Theme (2): The potential utility of the AMLO platform.
Sub-Theme (2a): Overall assessment of usability
Broadly, across the data set, the participating special education teachers reported that the AMLO platform was an easy-to-use tool for recording and presenting data. For example:
“It is a platform that is easy [to use in] collecting and saving data for teachers”.
And
“The AMLO platform is excellent if implemented in a set of schools and [it] develops outstanding teachers who apply it and train other teachers through training courses”.
Sub Theme (2b): Utility in promoting reflection on tracking
Overall, across the data set, the special education teachers did not, even when asked directly, significantly differentiate between the overall intervention and its impact on teacher reflection and the technology platform’s role in this per se. However, there were some specific references to this, as in the following quote:
“Yes, it makes it easier for teachers and parents to be aware of his child performance and his progress yearly.”
It may be that the integrated nature of the implementation, whereby the overall structured learning outcomes approach and the AMLO platform were introduced together, led to this lack of differentiation between the two elements by the special education teachers in the sample. However, some responses focused on how the tracking elements could be improved. Thus, participating special education teachers noted areas for development in the AMLO platform, such as specifically adding options for integrating files and sharing reports with parents, to allow for “joint working” between parents and teachers when considering progress for the focus children with DLM in this study.

4. Discussion

Overall, when asked directly, the teachers at both schools that participated in this study felt that the introduction of the AMLO platform supported structured learning outcomes approach, based on their interview responses, prompted them to think more in-depth about the progress that individual children with DLM were making, and to reflect on their pedagogical strategies. At least in some cases, in their perception, they had made decisions about pedagogical strategies to meet individual needs based on their engagement with the process of reviewing individual progress against the stated learning outcomes. Responses also suggested that this was, at least in some cases, something that was new in their practice. The results were less clear in terms of the separate impact of the use of the AMLO platform, which may not perhaps be surprising due to the integrated way that the structured learning outcomes approach and the use of the AMLO platform were introduced as a “joint” intervention in this study.

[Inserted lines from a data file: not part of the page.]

//! Directed link between two switches.

use std::cell::RefCell;
use std::rc::Rc;

use log::warn;
use serde::{Serialize, Serializer};

use weir_ledger::{Capacity, CapacityError, Fence, Obligation, Timestamp};

use crate::network::SwitchId;
use crate::spq::Spq;

/// Port value used until the real port number is learned from the
/// controller.
pub const UNBOUND_PORT: i32 = -2;

/// A unidirectional edge carrying data from switch 1 to switch 2.
///
/// A bidirectional medium is modelled as two links in opposite directions
/// that share ("bond") one [`Obligation`], so capacity pledged in either
/// direction draws from the same ledger and full-duplex media are not
/// double counted.
///
/// Naming caution: the forward queue lives on switch 1, because that is
/// where data is queued to move toward switch 2. The backward queue
/// likewise lives on switch 2.
#[derive(Debug, Clone, Serialize)]
pub struct Link {
    id: String,
    sw1: String,
    #[serde(rename = "sw1port")]
    port1: i32,
    sw2: String,
    #[serde(rename = "sw2port")]
    port2: i32,
    #[serde(serialize_with = "serialize_allotment")]
    allotment: Rc<RefCell<Obligation>>,
    mlag: Option<String>,
    #[serde(skip)]
    forward: SwitchId,
    #[serde(skip)]
    backward: SwitchId,
    #[serde(skip)]
    cost: i64,
    #[serde(skip)]
    usr_max: Capacity,
}

fn serialize_allotment<S: Serializer>(ob: &Rc<RefCell<Obligation>>, ser: S) -> Result<S::Ok, S::Error> {
    ob.borrow().serialize(ser)
}

impl Link {
    /// Creates a link from `sw1` toward `sw2` with a fresh obligation of
    /// the given capacity. `usr_max` caps any single request: 100 or less
    /// is a percentage of capacity, larger values are absolute.
    pub fn new(
        sw1: &str,
        sw2: &str,
        backward: SwitchId,
        forward: SwitchId,
        capacity: Capacity,
        alarm_percent: i32,
        usr_max: Capacity,
    ) -> Self {
        Self {
            id: format!("{}-{}", sw1, sw2),
            sw1: sw1.to_string(),
            port1: UNBOUND_PORT,
            sw2: sw2.to_string(),
            port2: UNBOUND_PORT,
            allotment: Rc::new(RefCell::new(Obligation::with_alarm(capacity, alarm_percent))),
            mlag: None,
            forward,
            backward,
            cost: 1,
            usr_max,
        }
    }

    /// Creates the reverse direction of `other`, bonded to the same
    /// obligation.
    pub fn bonded_reverse(other: &Link) -> Self {
        Self {
            id: format!("{}-{}", other.sw2, other.sw1),
            sw1: other.sw2.clone(),
            port1: other.port2,
            sw2: other.sw1.clone(),
            port2: other.port1,
            allotment: Rc::clone(&other.allotment),
            mlag: other.mlag.clone(),
            forward: other.backward,
            backward: other.forward,
            cost: other.cost,
            usr_max: other.usr_max,
        }
    }

    /// Creates a virtual link between two ports on one switch, used to
    /// model the switch-to-host endpoint hop.
    pub fn vlink(sw: &str, sw_id: SwitchId, p1: i32, p2: i32, capacity: Capacity, usr_max: Capacity) -> Self {
        Self {
            id: format!("{}.{}.{}", sw, p1, p2),
            sw1: sw.to_string(),
            port1: p1,
            sw2: sw.to_string(),
            port2: p2,
            allotment: Rc::new(RefCell::new(Obligation::new(capacity))),
            mlag: None,
            forward: sw_id,
            backward: sw_id,
            cost: 1,
            usr_max,
        }
    }

    /// Link id (`sw1-sw2`, or `sw.p1.p2` for virtual links).
    pub fn id(&self) -> &str {
        &self.id
    }

    /// Switch the link carries data toward.
    pub fn forward_sw(&self) -> SwitchId {
        self.forward
    }

    /// Switch the link carries data away from.
    pub fn backward_sw(&self) -> SwitchId {
        self.backward
    }

    /// Switch names in (backward, forward) order.
    pub fn sw_names(&self) -> (&str, &str) {
        (&self.sw1, &self.sw2)
    }

    /// Ports in (backward, forward) order.
    pub fn sw_ports(&self) -> (i32, i32) {
        (self.port1, self.port2)
    }

    /// Binds the real port numbers; non-positive values leave the
    /// current setting alone.
    pub fn set_ports(&mut self, p1: i32, p2: i32) {
        if p1 > 0 {
            self.port1 = p1;
        }
        if p2 > 0 {
            self.port2 = p2;
        }
    }

    /// Traversal cost for path finding, always at least 1.
    pub fn cost(&self) -> i64 {
        self.cost
    }

    /// Sets the traversal cost; values below 1 are lifted to 1.
    pub fn set_cost(&mut self, cost: i64) {
        self.cost = cost.max(1);
    }

    /// Mlag group the link belongs to, if any.
    pub fn mlag(&self) -> Option<&str> {
        self.mlag.as_deref()
    }

    /// Places the link in an mlag group.
    pub fn set_mlag(&mut self, name: &str) {
        self.mlag = Some(name.to_string());
    }

    /// The obligation backing this link, shared with a bonded peer when
    /// one exists.
    pub fn allotment(&self) -> &Rc<RefCell<Obligation>> {
        &self.allotment
    }

    /// True if either end of the link is the given switch.
    pub fn connects(&self, sw: SwitchId) -> bool {
        self.forward == sw || self.backward == sw
    }

    /// Checks that the link can absorb `amt` more over the window. The
    /// per-request user cap is applied first, then the obligation's
    /// window-aware check.
    pub fn has_capacity(
        &self,
        commence: Timestamp,
        conclude: Timestamp,
        amt: Capacity,
        user: Option<&str>,
    ) -> Result<(), CapacityError> {
        if self.usr_max > 0 {
            let allowance = self.user_allowance();
            if amt > allowance {
                return Err(CapacityError::OverUserLimit {
                    user: user.unwrap_or("request").to_string(),
                    need: amt,
                    have: allowance,
                });
            }
        }

        self.allotment.borrow_mut().has_capacity(commence, conclude, amt, user)
    }

    /// Checks capacity and, if available, commits `amt` over the window.
    pub fn inc_utilisation(
        &self,
        commence: Timestamp,
        conclude: Timestamp,
        amt: Capacity,
        usr: Option<&Fence>,
    ) -> Result<(), CapacityError> {
        self.has_capacity(commence, conclude, amt, usr.map(Fence::name))?;
        let msg = self.allotment.borrow_mut().inc_utilisation(commence, conclude, amt, usr);
        self.log_alarm(msg);
        Ok(())
    }

    /// Releases `amt` over the window.
    pub fn dec_utilisation(&self, commence: Timestamp, conclude: Timestamp, amt: Capacity, usr: Option<&Fence>) {
        self.allotment.borrow_mut().dec_utilisation(commence, conclude, amt, usr);
    }

    /// Replaces the link's maximum capacity.
    pub fn mod_capacity(&self, new_cap: Capacity) {
        self.allotment.borrow_mut().set_max_capacity(new_cap);
    }

    /// Adjusts the link's maximum capacity by `delta` (never below 0).
    /// For a bonded link the new value applies to both directions.
    pub fn adjust_capacity(&self, delta: Capacity) {
        self.allotment.borrow_mut().adjust_max_capacity(delta);
    }

    /// Amount committed on the link at the given time.
    pub fn get_allocation(&self, at: Timestamp) -> Capacity {
        self.allotment.borrow().get_allocation(at)
    }

    /// Creates a queue for traffic leaving switch 1 toward switch 2.
    pub fn set_forward_queue(
        &self,
        qid: &str,
        commence: Timestamp,
        conclude: Timestamp,
        amt: Capacity,
        usr: Option<&Fence>,
    ) -> Result<(), CapacityError> {
        let swdata = format!("{}/{}", self.sw1, self.port1);
        let (_, msg) = self
            .allotment
            .borrow_mut()
            .add_queue(qid, &swdata, amt, commence, conclude, usr)?;
        self.log_alarm(msg);
        Ok(())
    }

    /// Creates a queue for traffic leaving switch 2 back toward switch 1.
    pub fn set_backward_queue(
        &self,
        qid: &str,
        commence: Timestamp,
        conclude: Timestamp,
        amt: Capacity,
        usr: Option<&Fence>,
    ) -> Result<(), CapacityError> {
        let swdata = format!("{}/{}", self.sw2, self.port2);
        let (_, msg) = self
            .allotment
            .borrow_mut()
            .add_queue(qid, &swdata, amt, commence, conclude, usr)?;
        self.log_alarm(msg);
        Ok(())
    }

    /// Adds `amt` to an existing queue over the window.
    pub fn inc_queue(&self, qid: &str, commence: Timestamp, conclude: Timestamp, amt: Capacity, usr: Option<&Fence>) {
        let msg = self.allotment.borrow_mut().inc_queue(qid, amt, commence, conclude, usr);
        self.log_alarm(msg);
    }

    /// Removes `amt` from an existing queue over the window.
    pub fn dec_queue(&self, qid: &str, commence: Timestamp, conclude: Timestamp, amt: Capacity, usr: Option<&Fence>) {
        self.allotment.borrow_mut().dec_queue(qid, amt, commence, conclude, usr);
    }

    /// Switch, port and queue number for sending data forward over the
    /// link at the given time.
    pub fn forward_info(&self, qid: &str, at: Timestamp) -> Spq {
        Spq::new(&self.sw1, self.port1, self.allotment.borrow().get_queue(qid, at))
    }

    /// Switch, port and queue number for sending data backward over the
    /// link at the given time.
    pub fn backward_info(&self, qid: &str, at: Timestamp) -> Spq {
        Spq::new(&self.sw2, self.port2, self.allotment.borrow().get_queue(qid, at))
    }

    /// Queue-setting command lines for this link at the given time.
    pub fn queues_str(&self, at: Timestamp) -> String {
        self.allotment.borrow().queues_str(at)
    }

    fn user_allowance(&self) -> Capacity {
        if self.usr_max <= 100 {
            self.allotment.borrow().max_capacity() / 100 * self.usr_max
        } else {
            self.usr_max
        }
    }

    fn log_alarm(&self, msg: Option<String>) {
        if let Some(msg) = msg {
            warn!("link {}: {}", self.id, msg);
        }
    }
}

impl std::fmt::Display for Link {
    fn fmt(&self, f: &mut std::fmt::Formatter<'_>) -> std::fmt::Result {
        write!(
            f,
            "link: {} {}/{} {}/{} {}",
            self.id,
            self.sw1,
            self.port1,
            self.sw2,
            self.port2,
            self.allotment.borrow().max_capacity()
        )
    }
}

This study is situated in the broad line of research considering how the process of teacher reflection can improve teaching for children with SEN, particularly DLM. That is, it explores, as Anthony et al. (2015) argued, how if teachers are encouraged and supported to reflect on individual needs, this can lead to more effective pedagogical decision making to meet such needs. Other studies in this area of enquiry have shown how if such reflection can be linked to more fine-grained monitoring of progress, then this can further enhance teachers’ capacity to plan mathematics programs and to promote stronger student mathematics achievement (Fuchs et al., 2008; Spooner et al., 2019; Ketterlin-Geller et al., 2008). Moreover, previous research such as Hibi (2024) and Al Fariana et al. (2024) has shown that effective teaching practices tailored to individual student needs can improve mathematics learning outcomes. Other parallel but cognate studies (Orrill et al., 2023; Mandinach & Schildkamp, 2021) show more broadly the effectiveness of teachers using data as part of their reflective process to inform and tailor instruction.

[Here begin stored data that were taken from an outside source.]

//! Ordered link/switch sequence between two hosts.

use log::error;
use serde_json::json;

use weir_ledger::{Capacity, Fence, Timestamp};

use crate::error::NetworkError;
use crate::link::Link;
use crate::network::{LinkId, Network, SwitchId};
use crate::spq::Spq;

/// Which direction of a link a queue was applied to; kept so a failed
/// multi-link assignment can be compensated exactly.
#[derive(Clone, Copy)]
enum QueueSide {
    Forward,
    Backward,
}

/// A path between two hosts across the topology.
///
/// Links and switches are stored in discovery order. When the search that
/// produced them walked back-pointers from target to origin the sequence
/// is reversed, recorded by `is_reverse`, and every queue or lookup
/// operation runs the sequence from the other end.
///
/// Endpoint links (the virtual switch-to-host hop on either end) are
/// owned by the path and always kept in (h1, h2) order regardless of the
/// path order.
#[derive(Debug, Clone)]
pub struct Path {
    usr: Option<String>,
    links: Vec<LinkId>,
    switches: Vec<SwitchId>,
    h1: String,
    h2: String,
    bandwidth: Capacity,
    endpts: [Option<Link>; 2],
    extip: Option<String>,
    extflag: Option<String>,
    is_reverse: bool,
}

impl Path {
    /// Creates an empty path between two hosts.
    pub fn new(h1: &str, h2: &str) -> Self {
        Self {
            usr: None,
            links: Vec::new(),
            switches: Vec::new(),
            h1: h1.to_string(),
            h2: h2.to_string(),
            bandwidth: 0,
            endpts: [None, None],
            extip: None,
            extflag: None,
            is_reverse: false,
        }
    }

    /// The path's hosts in (h1, h2) order.
    pub fn hosts(&self) -> (&str, &str) {
        (&self.h1, &self.h2)
    }

    /// Marks the link/switch sequence as stored target-to-origin.
    pub fn set_reverse(&mut self, state: bool) {
        self.is_reverse = state;
    }

    /// True when the sequence is stored target-to-origin.
    pub fn is_reverse(&self) -> bool {
        self.is_reverse
    }

    /// Records the bandwidth reserved along the path.
    pub fn set_bandwidth(&mut self, bw: Capacity) {
        if bw > 0 {
            self.bandwidth = bw;
        }
    }

    /// Bandwidth reserved along the path.
    pub fn bandwidth(&self) -> Capacity {
        self.bandwidth
    }

    /// Associates the owning user, needed later to unwind their per-link
    /// usage.
    pub fn set_usr(&mut self, usr: &str) {
        self.usr = Some(usr.to_string());
    }

    /// The owning user.
    pub fn usr(&self) -> Option<&str> {
        self.usr.as_deref()
    }

    /// Records an external IP and the source/dest flag the flow-mod
    /// generator needs with it.
    pub fn set_extip(&mut self, extip: &str, flag: &str) {
        self.extip = Some(extip.to_string());
        self.extflag = Some(flag.to_string());
    }

    /// External IP, when set.
    pub fn extip(&self) -> Option<&str> {
        self.extip.as_deref()
    }

    /// External IP direction flag, when set.
    pub fn extflag(&self) -> Option<&str> {
        self.extflag.as_deref()
    }

    /// Appends a link. Links must be added in path order (or consistently
    /// reversed, with `set_reverse` called).
    pub fn add_link(&mut self, link: LinkId) {
        self.links.push(link);
    }

    /// Appends a switch, same ordering contract as [`Path::add_link`].
    pub fn add_switch(&mut self, sw: SwitchId) {
        self.switches.push(sw);
    }

    /// Number of links in the path.
    pub fn num_links(&self) -> usize {
        self.links.len()
    }

    /// Links in stored order.
    pub fn links(&self) -> &[LinkId] {
        &self.links
    }

    /// Switches in stored order.
    pub fn switches(&self) -> &[SwitchId] {
        &self.switches
    }

    /// Adds an endpoint link (the switch-to-host hop). Endpoints are
    /// pushed in (h1, h2) order; a third push shifts the pair.
    pub fn add_endpoint(&mut self, link: Link) {
        if self.endpts[0].is_none() {
            self.endpts[0] = Some(link);
        } else if self.endpts[1].is_none() {
            self.endpts[1] = Some(link);
        } else {
            self.endpts[0] = self.endpts[1].take();
            self.endpts[1] = Some(link);
        }
    }

    /// Swaps the endpoints when they were pushed in (h2, h1) order.
    pub fn flip_endpoints(&mut self) {
        self.endpts.swap(0, 1);
    }

    /// Commits `delta` more on every link of the path, or rolls the
    /// partial work back and reports the rejecting link's error. When a
    /// queue id is given, existing queues are adjusted instead (an
    /// unchecked operation that cannot fail).
    pub fn inc_utilisation(
        &self,
        net: &Network,
        commence: Timestamp,
        conclude: Timestamp,
        delta: Capacity,
        qid: Option<&str>,
        usr: Option<&Fence>,
    ) -> Result<(), NetworkError> {
        if let Some(qid) = qid {
            for &lid in &self.links {
                net.link(lid).inc_queue(qid, commence, conclude, delta, usr);
            }
            return Ok(());
        }

        for (i, &lid) in self.links.iter().enumerate() {
            if let Err(e) = net.link(lid).inc_utilisation(commence, conclude, delta, usr) {
                for &undo in &self.links[..i] {
                    net.link(undo).dec_utilisation(commence, conclude, delta, usr);
                }
                return Err(e.into());
            }
        }
        Ok(())
    }

    /// Releases `delta` on every link of the path.
    pub fn dec_utilisation(
        &self,
        net: &Network,
        commence: Timestamp,
        conclude: Timestamp,
        delta: Capacity,
        qid: Option<&str>,
        usr: Option<&Fence>,
    ) {
        for &lid in &self.links {
            match qid {
                Some(qid) => net.link(lid).dec_queue(qid, commence, conclude, delta, usr),
                None => net.link(lid).dec_utilisation(commence, conclude, delta, usr),
            }
        }
    }

    /// Bumps the mlag peers of every link in the path, assuming the links
    /// themselves were already adjusted.
    pub fn inc_mlag(
        &self,
        net: &Network,
        commence: Timestamp,
        conclude: Timestamp,
        delta: Capacity,
        usr: Option<&Fence>,
    ) {
        for &lid in &self.links {
            let link = net.link(lid);
            if let Some(name) = link.mlag() {
                if let Some(group) = net.mlag(name) {
                    group.inc_utilisation(commence, conclude, delta, usr, link.allotment());
                }
            }
        }
    }

    /// Installs the queues that realise a reservation along the path:
    ///
    /// - the named queue on the path's first link, carrying data out from
    ///   h1,
    /// - an `R`-prefixed queue on the terminal link for the data coming
    ///   back from h2,
    /// - shared `priority-out`/`priority-in` queues on the remaining
    ///   links in the respective directions (none for a 1-link path),
    /// - an `E1`-prefixed queue on the h2 endpoint link when one exists.
    ///
    /// Each queue install also raises the link's committed amount. If a
    /// link rejects the install, queues already placed are decremented
    /// back before the error is returned.
    pub fn set_queue(
        &self,
        net: &Network,
        qid: &str,
        commence: Timestamp,
        conclude: Timestamp,
        bw_amt: Capacity,
        usr: Option<&Fence>,
    ) -> Result<(), NetworkError> {
        if self.links.is_empty() {
            error!("set_queue: path between {} and {} has no links", self.h1, self.h2);
            return Err(NetworkError::EmptyPath);
        }

        let n = self.links.len();
        let rqid = format!("R{}", qid);
        let mut plan: Vec<(LinkId, &str, QueueSide)> = Vec::with_capacity(2 * n);

        if self.is_reverse {
            plan.push((self.links[n - 1], qid, QueueSide::Forward));
            for i in (0..n - 1).rev() {
                plan.push((self.links[i], "priority-out", QueueSide::Forward));
            }
            plan.push((self.links[0], &rqid, QueueSide::Backward));
            for i in (1..n).rev() {
                plan.push((self.links[i], "priority-in", QueueSide::Backward));
            }
        } else {
            plan.push((self.links[0], qid, QueueSide::Forward));
            for i in 1..n {
                plan.push((self.links[i], "priority-out", QueueSide::Forward));
            }
            plan.push((self.links[n - 1], &rqid, QueueSide::Backward));
            for i in 0..n - 1 {
                plan.push((self.links[i], "priority-in", QueueSide::Backward));
            }
        }

        for (done, &(lid, q, side)) in plan.iter().enumerate() {
            let result = match side {
                QueueSide::Forward => net.link(lid).set_forward_queue(q, commence, conclude, bw_amt, usr),
                QueueSide::Backward => net.link(lid).set_backward_queue(q, commence, conclude, bw_amt, usr),
            };
            if let Err(e) = result {
                for &(ulid, uq, _) in &plan[..done] {
                    net.link(ulid).dec_queue(uq, commence, conclude, bw_amt, usr);
                }
                return Err(e.into());
            }
        }

        if let Some(ep) = &self.endpts[1] {
            let eqid = format!("E1{}", qid);
            if let Err(e) = ep.set_forward_queue(&eqid, commence, conclude, bw_amt, usr) {
                for &(ulid, uq, _) in &plan {
                    net.link(ulid).dec_queue(uq, commence, conclude, bw_amt, usr);
                }
                return Err(e.into());
            }
        }

        Ok(())
    }

    /// Undoes [`Path::set_queue`]: decrements the same queues, in the
    /// same layout, releasing the bandwidth the install committed. Queue
    /// records themselves stay behind at zero, which is harmless; queue
    /// numbers become reusable once their slices expire.
    pub fn clear_queue(
        &self,
        net: &Network,
        qid: &str,
        commence: Timestamp,
        conclude: Timestamp,
        bw_amt: Capacity,
        usr: Option<&Fence>,
    ) {
        if self.links.is_empty() {
            return;
        }

        let n = self.links.len();
        let rqid = format!("R{}", qid);
        let (first, last) = if self.is_reverse {
            (self.links[n - 1], self.links[0])
        } else {
            (self.links[0], self.links[n - 1])
        };

        net.link(first).dec_queue(qid, commence, conclude, bw_amt, usr);
        net.link(last).dec_queue(&rqid, commence, conclude, bw_amt, usr);
        for lid in self.path_order_tail() {
            net.link(lid).dec_queue("priority-out", commence, conclude, bw_amt, usr);
        }
        for lid in self.path_order_head() {
            net.link(lid).dec_queue("priority-in", commence, conclude, bw_amt, usr);
        }

        if let Some(ep) = &self.endpts[1] {
            let eqid = format!("E1{}", qid);
            ep.dec_queue(&eqid, commence, conclude, bw_amt, usr);
        }
    }

    /// Switch/port/queue for the ingress side: where the first switch in
    /// the path sends data out from h1.
    pub fn ilink_spq(&self, net: &Network, qid: &str, at: Timestamp) -> Option<Spq> {
        let idx = if self.is_reverse { self.links.len().checked_sub(1)? } else { 0 };
        self.links.get(idx).map(|&lid| net.link(lid).forward_info(qid, at))
    }

    /// Switch/port/queue for the egress side: where the last switch in
    /// the path sends data back toward h1.
    pub fn elink_spq(&self, net: &Network, qid: &str, at: Timestamp) -> Option<Spq> {
        let idx = if self.is_reverse { 0 } else { self.links.len().checked_sub(1)? };
        self.links.get(idx).map(|&lid| net.link(lid).backward_info(qid, at))
    }

    /// Intermediate switch/port/queue tuples in the h1 to h2 direction,
    /// based on the shared priority-out queues.
    pub fn forward_im_spq(&self, net: &Network, at: Timestamp) -> Vec<Spq> {
        self.path_order_tail()
            .map(|lid| net.link(lid).forward_info("priority-out", at))
            .collect()
    }

    /// Intermediate switch/port/queue tuples in the h2 to h1 direction,
    /// based on the shared priority-in queues.
    pub fn backward_im_spq(&self, net: &Network, at: Timestamp) -> Vec<Spq> {
        self.path_order_head()
            .map(|lid| net.link(lid).backward_info("priority-in", at))
            .collect()
    }

    /// Both directions' intermediate tuples: the full set of queue
    /// settings the enforcer must translate for the middle of the path.
    pub fn intermed_spq(&self, net: &Network, at: Timestamp) -> Vec<Spq> {
        let mut list = self.backward_im_spq(net, at);
        list.extend(self.forward_im_spq(net, at));
        list
    }

    /// Endpoint switch/port/queue tuples in path order (the first element
    /// belongs to the start of the path). Both are `None` when the hosts
    /// share a switch, since that case is modelled as a virtual link.
    pub fn endpoint_spq(&self, qid: &str, at: Timestamp) -> (Option<Spq>, Option<Spq>) {
        let (idx0, idx1, pfx0, pfx1) = if self.is_reverse {
            (1, 0, "E1", "E0")
        } else {
            (0, 1, "E0", "E1")
        };

        let lookup = |idx: usize, pfx: &str| {
            self.endpts[idx]
                .as_ref()
                .map(|ep| ep.forward_info(&format!("{}{}", pfx, qid), at))
        };

        (lookup(idx0, pfx0), lookup(idx1, pfx1))
    }

    /// A new path with the link/switch order reversed and the reverse
    /// marker flipped; the original is untouched.
    pub fn invert(&self) -> Path {
        let mut ip = Path::new(&self.h1, &self.h2);
        ip.links = self.links.iter().rev().copied().collect();
        ip.switches = self.switches.iter().rev().copied().collect();
        ip.usr = self.usr.clone();
        ip.bandwidth = self.bandwidth;
        ip.endpts = self.endpts.clone();
        ip.extip = self.extip.clone();
        ip.extflag = self.extflag.clone();
        ip.is_reverse = !self.is_reverse;
        ip
    }

    /// Diagnostic JSON for the path.
    pub fn to_json(&self, net: &Network) -> serde_json::Value {
        json!({
            "h1": self.h1,
            "h2": self.h2,
            "links": self.links.iter().map(|&lid| net.link(lid)).collect::<Vec<_>>(),
            "switches": self.switches.iter().map(|&sid| net.switch(sid).id()).collect::<Vec<_>>(),
        })
    }

    /// Human-readable switch chain.
    pub fn to_str(&self, net: &Network) -> String {
        self.switches
            .iter()
            .map(|&sid| net.switch(sid).id())
            .collect::<Vec<_>>()
            .join(" -> ")
    }

    /// All links except the path-order first, in path order.
    fn path_order_tail(&self) -> Box<dyn Iterator<Item = LinkId> + '_> {
        if self.is_reverse {
            Box::new(self.links.iter().rev().skip(1).copied())
        } else {
            Box::new(self.links.iter().skip(1).copied())
        }
    }

    /// All links except the path-order last, in path order.
    fn path_order_head(&self) -> Box<dyn Iterator<Item = LinkId> + '_> {
        let n = self.links.len();
        if self.is_reverse {
            Box::new(self.links.iter().rev().take(n.saturating_sub(1)).copied())
        } else {
            Box::new(self.links.iter().take(n.saturating_sub(1)).copied())
        }
    }
}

There are some parallel approaches to a structured learning outcomes approach within K-12 mathematics, particularly the literature on direct instruction and mastery learning (Nelson et al., 2022; Muawanah et al., 2022; Freeman-Green et al., 2018; Hudson et al., 2018; Stockard et al., 2018), which similarly focus on sets of learning outcomes for the whole class, and focus on the close monitoring of progress toward these outcomes. These are very commonly applied in the teaching of compulsory phase mathematics (see, for example, National Centre for Excellence in the Teaching of Mathematics [NCETM], 2022). Yet they are fundamentally whole-class approaches and have been subject to considerable critique in terms of how well they apply to children with learning differences who may find it hard to “keep up” with the class, despite the fact that some advocates suggest that, with appropriate teacher training and use of pedagogy, the vast majority of students with varying ability levels (Tomlinson, 2014) can benefit from these whole-class approaches. However, the structured learning outcomes approach presented here involves, we contend, a much clearer focus on individual needs and responses to individual needs. As we have noted, most of the focus on the use of learning outcomes as an approach to supporting teacher reflection and teacher decision making has been in higher education. Some studies have considered the use of such an approach in compulsory-phase education as discussed in our review of the literature. No studies yet, so far as we are aware, have combined the consideration of such an approach focused on achieving effective differentiation for children with SEN with the support of a tailored technology platform.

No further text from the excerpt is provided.